La révolte en valait la peine

Suisse • La menace de suppression des fonds de prévention pour la campagne nationale contre la violence domestique et sexuelle prévue par la ministre des finances Karin Keller-Sutter a échoué grâce à un engagement important. (Par Laura Maiorano, paru dans Vorwaerts)

Karin Keller-Sutter voulait couper les subventions à une campagne de prévention contre les violences faites aux femmes.(OECD/Andrew Wheeler)

«Scandaleux! Keller-Sutter supprime tous les fonds destinés aux campagnes de prévention contre la violence. Pour nous, c’est clair; nous ne l’accepterons pas», ont fait savoir les Femmes socialistes fin novembre sur X (anciennement Twitter). Le Département fédéral des finances (DFF) a répliqué par son propre post: «Ce sont des fake news. Le Bureau fédéral de l’égalité continuera à disposer de trois millions de francs pour de telles campagnes». Ce à quoi la conseillère nationale (PS) Tamara Funiciello a répondu: «Ces trois millions sont prévus pour la mise en œuvre de la Convention d’Istanbul et en faveur de moyens pour des organisations tierces et non pour une campagne de la Confédération, comme cela a été demandé par des motionnaires en janvier 2022».

Des mesures s’imposent

Une étude de l’institut de sondage gfs.bern révélait en 2019 (1) que, extrapolé à l’ensemble de la Suisse, un peu plus de 800’000 femmes avaient déjà été exposés à des actes sexuels non désirés. 12% des femmes interrogées disaient avoir subi un rapport sexuel contre leur volonté. En extrapolant à la population féminine totale de Suisse âgée de 16 ans et plus (environ 3,6 millions d’après l’OFS), cela correspondait à environ 430’000 femmes, soit à peu près la population de la ville de Zurich.Dans une enquête sur la violence dans les relations de couple de novembre 2021, 42 % des femmes et 24 % des hommes ont déjà subi des violences dans leur relation. A cela s’ajoute le fait qu’un féminicide est commis toutes les deux semaines en Suisse.

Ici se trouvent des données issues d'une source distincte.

//! JSON API route handlers.
//!
//! Read-only views of the catalog and the current shopper's cart.

use axum::{
    Json,
    extract::{Query, State},
};
use serde::Serialize;
use tracing::instrument;

use agritech_core::{CartState, CheckoutStage, DeliveryAddress, Product};

use crate::error::Result;
use crate::middleware::CurrentShopper;
use crate::routes::marketplace::{MarketplaceQuery, parse_category};
use crate::state::AppState;

/// Cart snapshot returned by `GET /api/cart`.
#[derive(Debug, Serialize)]
#[serde(rename_all = "camelCase")]
pub struct CartResponse {
    pub cart: CartState,
    pub item_count: u64,
    pub stage: CheckoutStage,
    pub delivery_address: DeliveryAddress,
}

/// List catalog products, optionally filtered by `category`.
///
/// # Errors
///
/// Returns 400 for an unknown category.
#[instrument(skip(state))]
pub async fn catalog(
    State(state): State<AppState>,
    Query(query): Query<MarketplaceQuery>,
) -> Result<Json<Vec<Product>>> {
    let products = match parse_category(query.category.as_deref())? {
        Some(category) => state.catalog().in_category(category).cloned().collect(),
        None => state.catalog().products().to_vec(),
    };
    Ok(Json(products))
}

/// The current shopper's cart and checkout stage.
#[instrument(skip(shopper), fields(shopper = %shopper.id))]
pub async fn cart(shopper: CurrentShopper) -> Json<CartResponse> {
    let session = shopper.session.lock().await;
    Json(CartResponse {
        cart: session.cart().clone(),
        item_count: session.cart().total_quantity(),
        stage: session.stage(),
        delivery_address: session.checkout().draft().clone(),
    })
}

Sur la base de ces faits, la Commission de la science, de l’éducation et de la culture du Conseil national avait déposé une motion en janvier 2022 (2). Elle demandait au Conseil fédéral de mener régulièrement des campagnes de prévention à l’échelle nationale contre la violence domestique, sexuelle et sexiste. Celle-ci devaient couvrir différentes formes de violence et s’adresser de manière ciblée aux personnes concernées ainsi qu’aux auteurs (potentiels) de violences. Les cantons et les communes ainsi que les organisations et les services spécialisés devaient être impliqués. Objectif: contribuer ensemble à la prévention de la violence et faciliter l’accès des personnes concernées au soutien et à la protection.

Economiser au mauvais endroit

Pour des raisons juridiques, un budget supplémentaire est nécessaire pour la réalisation d’une campagne de prévention que la Confédération organise elle-même. Berset l’a déjà affirmé lors des débats parlementaires. Il faudrait «1,5 à 2 millions de francs supplémentaires», dont le montant doit être inscrit au budget fédéral. Ce dans un contexte d’austérité dramatisé par le Département des finances. La raison principale est liée à l’armée et à la guerre en Ukraine. Le Parlement a décidé d’augmenter les dépenses militaires jusqu’à 1% du produit intérieur brut, soit 9,4 milliards de francs. Le mot d’ordre de Karine Keller-Sutter est simple: économiser. Dans différents départements, «des projets, des campagnes ou des intensifications de tâches devaient être reportés» ou «redimensionnés» selon le DFF. La campagne de prévention prévue contre la violence domestique et sexuelle en faisait partie.

Campagne sauvée

La suppression des fonds de prévention du plan financier 2025-2027 a néanmoins fait sensation et pas seulement auprès de la gauche. 170 organisations ont signé une lettre ouverte au Conseil fédéral, en particulier à Karin Keller-Sutter.(3) A cela s’est ajoutée une autre pétition du PS Suisse, qui a recueilli au final 14’767 signatures. La pression a porté ses fruits: après le Conseil des Etats, le Conseil national s’est à son tour incliné le 11 décembre et a accordé 1,5 million de francs par an à la campagne de prévention. Le budget a également été sauvé grâce à l’engagement des députées Marianne Maret (le Centre) et Tamara Funiciello.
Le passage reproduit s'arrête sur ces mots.